In Kaduna, over 10,000 former Labour Party members, including former leaders and youth coordinators, defected en masse to the ADC.

In Kebbi, Kano, Benue, Plateau, and Cross River, local party offices saw new faces, some welcomed, others resisted.

Friction at roots: ADC’s sudden relevance exposes deep fault lines

Many of the party’s original members view the coalition takeover as a hostile invasion. In a statement issued by state chairmen from Kebbi, Osun, and Benue, the group warned that they would not relinquish their mandates to political heavyweights parachuting in.

“This party was built from scratch,” said Alhaji Usman Jega, ADC chairman in Kebbi State. “Now some people want to use it as a shortcut to power. We welcome new members, not new overlords.”

Legal threats, parallel congresses, and two conflicting national executive committees now threaten to undermine the unity the coalition seeks to project.

PDP: The exodus, the embers

Much of ADC’s new strength has come at the expense of the PDP.

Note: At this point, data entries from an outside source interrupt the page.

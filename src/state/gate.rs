//! Route gate state machine.
//!
//! SYSTEM CONTEXT
//! ==============
//! Every guarded page is wrapped in exactly one gate. The gate decides per
//! auth state whether to show a placeholder, the page, or nothing while a
//! redirect is in flight.
//!
//! DESIGN
//! ======
//! `RequireAuth` and `RequireAnonymous` are one machine parameterized by a
//! `GatePolicy` (admit predicate + redirect target). Redirects are returned
//! from `GateMachine::observe` as an effect instead of being performed while
//! rendering; `GateController` executes the effect through a `Navigator` and
//! then moves the machine to `Blocked`.
//!
//! A gate issues at most one navigation per mount. If it is still mounted
//! after redirecting, that navigation is still in flight, so a later redirect
//! to the same target is not re-issued.

#[cfg(test)]
#[path = "gate_test.rs"]
mod gate_test;

use std::cell::RefCell;
use std::rc::Rc;

use super::auth::{AuthReader, AuthState, Subscription};
use crate::config::ConsoleConfig;
use crate::net::types::AdminIdentity;

/// Navigation primitive supplied by the host.
///
/// Fire-and-forget: the target page is not assumed to be mounted when the
/// call returns.
pub trait Navigator {
    fn navigate_to(&self, path: &str);
}

/// Who a gate admits and where everyone else is sent.
#[derive(Clone, Debug)]
pub struct GatePolicy {
    name: &'static str,
    admit: fn(Option<&AdminIdentity>) -> bool,
    redirect_to: String,
}

impl GatePolicy {
    pub fn new(name: &'static str, admit: fn(Option<&AdminIdentity>) -> bool, redirect_to: impl Into<String>) -> Self {
        Self { name, admit, redirect_to: redirect_to.into() }
    }

    /// Admits signed-in admins; sends everyone else to the anonymous landing.
    #[must_use]
    pub fn require_auth(config: &ConsoleConfig) -> Self {
        Self::new("require-auth", |identity| identity.is_some(), config.anonymous_landing.clone())
    }

    /// Admits visitors without an identity; sends admins to the authenticated
    /// landing.
    #[must_use]
    pub fn require_anonymous(config: &ConsoleConfig) -> Self {
        Self::new("require-anonymous", |identity| identity.is_none(), config.authenticated_landing.clone())
    }

    #[must_use]
    pub fn name(&self) -> &'static str {
        self.name
    }

    #[must_use]
    pub fn admits(&self, identity: Option<&AdminIdentity>) -> bool {
        (self.admit)(identity)
    }

    #[must_use]
    pub fn redirect_to(&self) -> &str {
        &self.redirect_to
    }
}

/// Gate lifecycle.
#[derive(Clone, Debug, PartialEq, Eq)]
pub enum GateState {
    /// Auth still initializing.
    AwaitingResolution,
    /// Page content may render.
    Admitted,
    /// Navigation to the target is pending dispatch.
    Redirecting(String),
    /// Navigation dispatched; render nothing until the page goes away.
    Blocked,
}

/// What the host should render for a gate.
#[derive(Clone, Copy, Debug, PartialEq, Eq)]
pub enum RenderSlot {
    Placeholder,
    Children,
    Nothing,
}

/// Pure gate state machine.
#[derive(Debug)]
pub struct GateMachine {
    policy: GatePolicy,
    state: GateState,
    navigated: bool,
}

impl GateMachine {
    #[must_use]
    pub fn new(policy: GatePolicy) -> Self {
        Self { policy, state: GateState::AwaitingResolution, navigated: false }
    }

    #[must_use]
    pub fn state(&self) -> &GateState {
        &self.state
    }

    #[must_use]
    pub fn policy(&self) -> &GatePolicy {
        &self.policy
    }

    /// Children render only in `Admitted`.
    #[must_use]
    pub fn slot(&self) -> RenderSlot {
        match self.state {
            GateState::AwaitingResolution => RenderSlot::Placeholder,
            GateState::Admitted => RenderSlot::Children,
            GateState::Redirecting(_) | GateState::Blocked => RenderSlot::Nothing,
        }
    }

    /// Re-evaluate against `auth`. Returns the path to navigate to, if the
    /// caller must start a redirect now.
    pub fn observe(&mut self, auth: &AuthState) -> Option<String> {
        if !auth.is_resolved() {
            self.state = GateState::AwaitingResolution;
            return None;
        }
        if self.policy.admits(auth.identity()) {
            self.state = GateState::Admitted;
            return None;
        }
        match self.state {
            GateState::Redirecting(_) | GateState::Blocked => None,
            GateState::AwaitingResolution | GateState::Admitted if self.navigated => {
                self.state = GateState::Blocked;
                None
            }
            GateState::AwaitingResolution | GateState::Admitted => {
                let target = self.policy.redirect_to.clone();
                self.state = GateState::Redirecting(target.clone());
                Some(target)
            }
        }
    }

    /// The redirect effect has been handed to the navigator.
    pub fn navigation_dispatched(&mut self) {
        if matches!(self.state, GateState::Redirecting(_)) {
            self.state = GateState::Blocked;
            self.navigated = true;
        }
    }
}

/// A mounted gate: machine + auth subscription + navigator.
///
/// Dropping the controller unsubscribes, so an unmounted gate never sees
/// another auth update.
pub struct GateController {
    machine: Rc<RefCell<GateMachine>>,
    _subscription: Subscription,
}

impl GateController {
    /// Mount a gate, evaluate it against the current auth state, and follow
    /// every later change. `on_slot` runs whenever the render slot changes
    /// after mount; read [`Self::slot`] for the initial one.
    pub fn mount(
        policy: GatePolicy,
        auth: &AuthReader,
        navigator: Rc<dyn Navigator>,
        on_slot: impl Fn(RenderSlot) + 'static,
    ) -> Self {
        let machine = Rc::new(RefCell::new(GateMachine::new(policy)));
        step(&machine, navigator.as_ref(), &auth.get());

        let weak = Rc::downgrade(&machine);
        let subscription = auth.subscribe(move |state| {
            let Some(machine) = weak.upgrade() else {
                return;
            };
            let before = machine.borrow().slot();
            let after = step(&machine, navigator.as_ref(), state);
            if before != after {
                on_slot(after);
            }
        });

        Self { machine, _subscription: subscription }
    }

    #[must_use]
    pub fn slot(&self) -> RenderSlot {
        self.machine.borrow().slot()
    }

    #[must_use]
    pub fn state(&self) -> GateState {
        self.machine.borrow().state().clone()
    }
}

fn step(machine: &RefCell<GateMachine>, navigator: &dyn Navigator, auth: &AuthState) -> RenderSlot {
    let redirect = machine.borrow_mut().observe(auth);
    if let Some(path) = redirect {
        log::info!("{} gate redirecting to {path}", machine.borrow().policy().name());
        navigator.navigate_to(&path);
        machine.borrow_mut().navigation_dispatched();
    }
    machine.borrow().slot()
}
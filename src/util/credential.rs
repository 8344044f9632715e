//! Persisted bearer credential.
//!
//! The token issued at login lives in `localStorage` so a reload can resolve
//! the admin identity without signing in again. Requires a browser
//! environment; on the server nothing is ever stored.

/// Storage for the single bearer credential.
pub trait CredentialStore {
    fn load(&self) -> Option<String>;
    fn save(&self, token: &str);
    fn clear(&self);
}

/// `localStorage`-backed credential under a fixed key.
#[derive(Clone, Debug, PartialEq, Eq)]
pub struct LocalStorageCredential {
    key: String,
}

impl LocalStorageCredential {
    #[must_use]
    pub fn new(key: impl Into<String>) -> Self {
        Self { key: key.into() }
    }

    #[cfg(feature = "hydrate")]
    fn storage() -> Option<web_sys::Storage> {
        web_sys::window()?.local_storage().ok().flatten()
    }
}

impl CredentialStore for LocalStorageCredential {
    fn load(&self) -> Option<String> {
        #[cfg(feature = "hydrate")]
        {
            Self::storage()?
                .get_item(&self.key)
                .ok()
                .flatten()
                .filter(|token| !token.is_empty())
        }
        #[cfg(not(feature = "hydrate"))]
        {
            None
        }
    }

    fn save(&self, token: &str) {
        #[cfg(feature = "hydrate")]
        {
            if let Some(storage) = Self::storage() {
                if storage.set_item(&self.key, token).is_err() {
                    log::warn!("failed to persist admin credential");
                }
            }
        }
        #[cfg(not(feature = "hydrate"))]
        {
            let _ = token;
        }
    }

    fn clear(&self) {
        #[cfg(feature = "hydrate")]
        {
            if let Some(storage) = Self::storage() {
                if storage.remove_item(&self.key).is_err() {
                    log::warn!("failed to remove admin credential");
                }
            }
        }
    }
}

#[cfg(test)]
pub(crate) mod memory {
    use std::cell::RefCell;

    use super::CredentialStore;

    /// In-memory store for tests.
    #[derive(Debug, Default)]
    pub struct MemoryCredential {
        token: RefCell<Option<String>>,
    }

    impl MemoryCredential {
        pub fn with_token(token: &str) -> Self {
            Self { token: RefCell::new(Some(token.to_owned())) }
        }
    }

    impl CredentialStore for MemoryCredential {
        fn load(&self) -> Option<String> {
            self.token.borrow().clone()
        }

        fn save(&self, token: &str) {
            *self.token.borrow_mut() = Some(token.to_owned());
        }

        fn clear(&self) {
            *self.token.borrow_mut() = None;
        }
    }
}
//! Deadline racing for operations that would otherwise wait forever.

#[cfg(test)]
#[path = "timeout_test.rs"]
mod timeout_test;

use std::future::Future;
use std::pin::pin;

use futures::future::{Either, select};

/// Run `work` until it finishes or `deadline` fires, whichever is first.
///
/// Returns `None` when the deadline won. The losing future is dropped.
pub async fn race_deadline<W, D>(work: W, deadline: D) -> Option<W::Output>
where
    W: Future,
    D: Future<Output = ()>,
{
    match select(pin!(work), pin!(deadline)).await {
        Either::Left((output, _)) => Some(output),
        Either::Right(((), _)) => None,
    }
}

/// Browser timer future.
#[cfg(feature = "hydrate")]
pub async fn sleep(duration: std::time::Duration) {
    gloo_timers::future::sleep(duration).await;
}
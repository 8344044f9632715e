//! Login page (anonymous-only).
//!
//! A successful login publishes the identity; the surrounding
//! `RequireAnonymous` gate then moves the browser to the authenticated
//! landing, so this page never navigates on its own.

#[cfg(test)]
#[path = "login_test.rs"]
mod login_test;

use leptos::prelude::*;

use crate::components::auth_provider::use_auth;
use crate::config::ConsoleConfig;

fn validate_login_input(username: &str, password: &str) -> Result<(String, String), &'static str> {
    let username = username.trim();
    if username.is_empty() || password.is_empty() {
        return Err("Enter both username and password.");
    }
    Ok((username.to_owned(), password.to_owned()))
}

#[component]
pub fn LoginPage() -> impl IntoView {
    let auth = use_auth();
    let config = expect_context::<ConsoleConfig>();
    let username = RwSignal::new(String::new());
    let password = RwSignal::new(String::new());
    let info = RwSignal::new(String::new());
    let busy = RwSignal::new(false);

    let on_submit = move |ev: leptos::ev::SubmitEvent| {
        ev.prevent_default();
        if busy.get() {
            return;
        }
        let (user, pass) = match validate_login_input(&username.get(), &password.get()) {
            Ok(input) => input,
            Err(msg) => {
                info.set(msg.to_owned());
                return;
            }
        };
        busy.set(true);
        info.set("Signing in...".to_owned());

        #[cfg(feature = "hydrate")]
        {
            let config = config.clone();
            leptos::task::spawn_local(async move {
                let transport = crate::net::transport::HttpTransport::new(config);
                match crate::net::api::login(&transport, transport.credential(), &user, &pass).await {
                    Ok(admin) => {
                        password.set(String::new());
                        info.set(String::new());
                        busy.set(false);
                        auth.set_identity(Some(admin));
                    }
                    Err(e) => {
                        info.set(e.to_string());
                        busy.set(false);
                    }
                }
            });
        }
        #[cfg(not(feature = "hydrate"))]
        {
            let _ = (&config, user, pass, auth);
        }
    };

    view! {
        <div class="login-page">
            <div class="login-card">
                <h1>"Admin Console"</h1>
                <form class="login-form" on:submit=on_submit>
                    <input
                        class="login-input"
                        type="text"
                        autocomplete="username"
                        placeholder="Username"
                        prop:value=move || username.get()
                        on:input=move |ev| username.set(event_target_value(&ev))
                    />
                    <input
                        class="login-input"
                        type="password"
                        autocomplete="current-password"
                        placeholder="Password"
                        prop:value=move || password.get()
                        on:input=move |ev| password.set(event_target_value(&ev))
                    />
                    <button class="login-button" type="submit" disabled=move || busy.get()>
                        "Sign in"
                    </button>
                </form>
                <Show when=move || !info.get().is_empty()>
                    <p class="login-message">{move || info.get()}</p>
                </Show>
            </div>
        </div>
    }
}
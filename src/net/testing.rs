//! Scripted transport for unit tests.

use std::cell::RefCell;
use std::collections::VecDeque;

use futures::future::LocalBoxFuture;

use super::transport::{AdminTransport, ApiRequest, ApiResponse};
use crate::error::RequestError;

/// Replays queued responses in order and records every request.
#[derive(Debug, Default)]
pub struct ScriptedTransport {
    replies: RefCell<VecDeque<Result<ApiResponse, RequestError>>>,
    requests: RefCell<Vec<ApiRequest>>,
}

impl ScriptedTransport {
    pub fn new() -> Self {
        Self::default()
    }

    pub fn reply(&self, status: u16, body: &str) -> &Self {
        self.replies.borrow_mut().push_back(Ok(ApiResponse::new(status, body)));
        self
    }

    pub fn fail(&self, error: RequestError) -> &Self {
        self.replies.borrow_mut().push_back(Err(error));
        self
    }

    pub fn requests(&self) -> Vec<ApiRequest> {
        self.requests.borrow().clone()
    }
}

impl AdminTransport for ScriptedTransport {
    fn send(&self, request: ApiRequest) -> LocalBoxFuture<'_, Result<ApiResponse, RequestError>> {
        self.requests.borrow_mut().push(request);
        let reply = self
            .replies
            .borrow_mut()
            .pop_front()
            .unwrap_or_else(|| Err(RequestError::Transport("no scripted reply".to_owned())));
        Box::pin(async move { reply })
    }
}

/// Session JSON in the backend's shape.
pub fn session_json(id: &str, is_current: bool) -> serde_json::Value {
    serde_json::json!({
        "id": id,
        "deviceInfo": format!("device {id}"),
        "ipAddress": "192.0.2.10",
        "userAgent": "Mozilla/5.0",
        "createdAt": "2026-10-19T08:00:00Z",
        "expiresAt": "2026-10-26T08:00:00Z",
        "isCurrent": is_current,
    })
}

/// A 200 listing envelope for the given `(id, is_current)` pairs.
pub fn listing_body(sessions: &[(&str, bool)]) -> String {
    let items: Vec<_> = sessions.iter().map(|(id, cur)| session_json(id, *cur)).collect();
    serde_json::json!({
        "status": 200,
        "message": "OK",
        "data": { "sessions": items, "count": sessions.len() },
    })
    .to_string()
}

/// A 200 bulk-revoke envelope.
pub fn revoked_body(count: usize) -> String {
    serde_json::json!({
        "status": 200,
        "message": "OK",
        "data": { "sessionsRevoked": count },
    })
    .to_string()
}
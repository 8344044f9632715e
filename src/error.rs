//! Error taxonomy for the console core.
//!
//! ERROR HANDLING
//! ==============
//! `ResolutionFailure` never leaves the auth provider: it is logged and the
//! identity degrades to absent. `RequestError` is always handed back to the
//! page that issued the administrative request so it can be displayed.

#[cfg(test)]
#[path = "error_test.rs"]
mod error_test;

/// Why the startup credential check did not produce an identity.
#[derive(Clone, Debug, PartialEq, Eq, thiserror::Error)]
pub enum ResolutionFailure {
    /// The backend refused the stored credential.
    #[error("credential rejected: {0}")]
    Rejected(u16),
    /// The request never produced an HTTP response.
    #[error("credential check failed: {0}")]
    Transport(String),
    /// The backend answered with a body that is not an admin identity.
    #[error("malformed identity payload: {0}")]
    Malformed(String),
    /// The configured resolution timeout elapsed first.
    #[error("credential check timed out after {0} ms")]
    TimedOut(u32),
}

impl ResolutionFailure {
    /// Whether the stored credential should be discarded.
    #[must_use]
    pub fn invalidates_credential(&self) -> bool {
        matches!(self, Self::Rejected(401 | 403))
    }
}

/// Failure of an administrative operation (session list/revoke, cache stats/clear).
#[derive(Clone, Debug, PartialEq, Eq, thiserror::Error)]
pub enum RequestError {
    /// The request never produced an HTTP response.
    #[error("request failed: {0}")]
    Transport(String),
    /// The backend answered with a non-success status.
    #[error("request failed ({status}): {message}")]
    Status { status: u16, message: String },
    /// The response body did not match the declared envelope payload.
    #[error("malformed response: {0}")]
    Malformed(String),
    /// The response contradicts what the client already knows.
    #[error("inconsistent response: {0}")]
    Inconsistent(String),
    /// Network operations only exist in the browser build.
    #[error("not available on server")]
    Unavailable,
}
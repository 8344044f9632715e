//! Owner of the console's auth state.
//!
//! SYSTEM CONTEXT
//! ==============
//! Created once at the application root. Runs the startup credential check
//! once per page load and is the only writer of `AuthState`; login and
//! logout flows go through `set_identity`.

#[cfg(test)]
#[path = "provider_test.rs"]
mod provider_test;

use std::cell::Cell;
use std::future::Future;

use super::auth::{AuthReader, AuthState, AuthStore, AuthWriter};
use crate::error::ResolutionFailure;
use crate::net::types::AdminIdentity;

/// Progress of the startup credential check.
#[derive(Clone, Copy, Debug, Default, PartialEq, Eq)]
pub enum Resolution {
    #[default]
    NotStarted,
    Pending,
    Settled,
}

/// Single writer of `AuthState`.
pub struct AuthStateProvider {
    writer: AuthWriter,
    resolution: Cell<Resolution>,
}

impl Default for AuthStateProvider {
    fn default() -> Self {
        Self::new()
    }
}

impl AuthStateProvider {
    #[must_use]
    pub fn new() -> Self {
        let (writer, _) = AuthStore::new();
        Self { writer, resolution: Cell::new(Resolution::NotStarted) }
    }

    #[must_use]
    pub fn reader(&self) -> AuthReader {
        self.writer.reader()
    }

    #[must_use]
    pub fn state(&self) -> AuthState {
        self.writer.get()
    }

    #[must_use]
    pub fn resolution(&self) -> Resolution {
        self.resolution.get()
    }

    /// Run the startup credential check and publish its outcome.
    ///
    /// Only the first call does anything; later or concurrent calls return
    /// `false` immediately without invoking `check`. Failures resolve to an
    /// absent identity. If `set_identity` ran while the check was pending,
    /// the explicit identity is kept and the check's outcome is dropped.
    pub async fn resolve<F, Fut>(&self, check: F) -> bool
    where
        F: FnOnce() -> Fut,
        Fut: Future<Output = Result<Option<AdminIdentity>, ResolutionFailure>>,
    {
        if self.resolution.get() != Resolution::NotStarted {
            log::debug!("auth resolution already started");
            return false;
        }
        self.resolution.set(Resolution::Pending);

        let identity = match check().await {
            Ok(identity) => identity,
            Err(failure) => {
                log::warn!("auth resolution failed: {failure}");
                None
            }
        };
        self.resolution.set(Resolution::Settled);

        if self.writer.get().is_resolved() {
            log::debug!("auth already set explicitly; discarding startup check result");
        } else {
            log::info!(
                "auth resolved: {}",
                identity.as_ref().map_or("anonymous", |a| a.username.as_str())
            );
            self.writer.publish(identity);
        }
        true
    }

    /// Explicit login (`Some`) or logout (`None`). Always leaves the state
    /// `Resolved`.
    pub fn set_identity(&self, identity: Option<AdminIdentity>) {
        log::info!(
            "auth set: {}",
            identity.as_ref().map_or("anonymous", |a| a.username.as_str())
        );
        self.writer.publish(identity);
    }
}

In the past six months alone, at least four PDP governors and dozens of lawmakers have either defected to the APC or joined the ADC-led coalition.

Delta’s Governor Sheriff Oborevwori and his predecessor, Ifeanyi Okowa, led a mass defection to the APC, citing irreconcilable divisions within the PDP.

In Abuja, PDP governors held crisis meetings, desperately trying to stem the tide. Former party chairmen, like Abubakar Baraje, issued statements of optimism. But in truth, the PDP looks more like a ship taking on water than a viable opposition.

El-Rufai and SDP riddle

Amid the swirl of defections, Nasir El-Rufai’s switch to the Social Democratic Party (SDP) stood out.

His move added another layer to Nigeria’s already complex political map.

But even SDP has had its defections, many of its candidates and local officers have crossed into APC, weakening its grassroots appeal despite its national headlines.

Now, aligning with the ADC and categorically saying a new party will soon be formed even after the coalition had chosen ADC as their running vehicle only adds to the riddle of the former Kaduna governor.

Of deceptions and calculations

Despite the flowery press conferences and “people’s mandate” speeches, many Nigerians are not fooled.

“These politicians have no ideology,” said Zainab Akinlabi, a public affairs analyst. “They switch parties not to serve the people but to protect their ambitions. What they call a coalition is just an alliance of survivors.”

Indeed, some within the ADC coalition have already begun to squabble over zoning, consensus candidacy, and campaign funding.

Rumours have also revealed tensions over whether the eventual presidential flag bearer should emerge from the North or the South.

The road ahead

With INEC’s timetable not yet released, the real contest has not begun. But one thing is clear: the 2027 race will be defined less by policies and more by who stands where, and with whom.

The ADC coalition has momentum, but whether it can survive its own contradictions remains to be seen.

The APC remains dominant but risks overconfidence. The PDP is bleeding. The SDP is rebuilding. The LP is entangled in its civil war and the ADC is the new Messiah.

In the end, defections may win you headlines. But whether they win elections or change anything for ordinary Nigerians is another story entirely.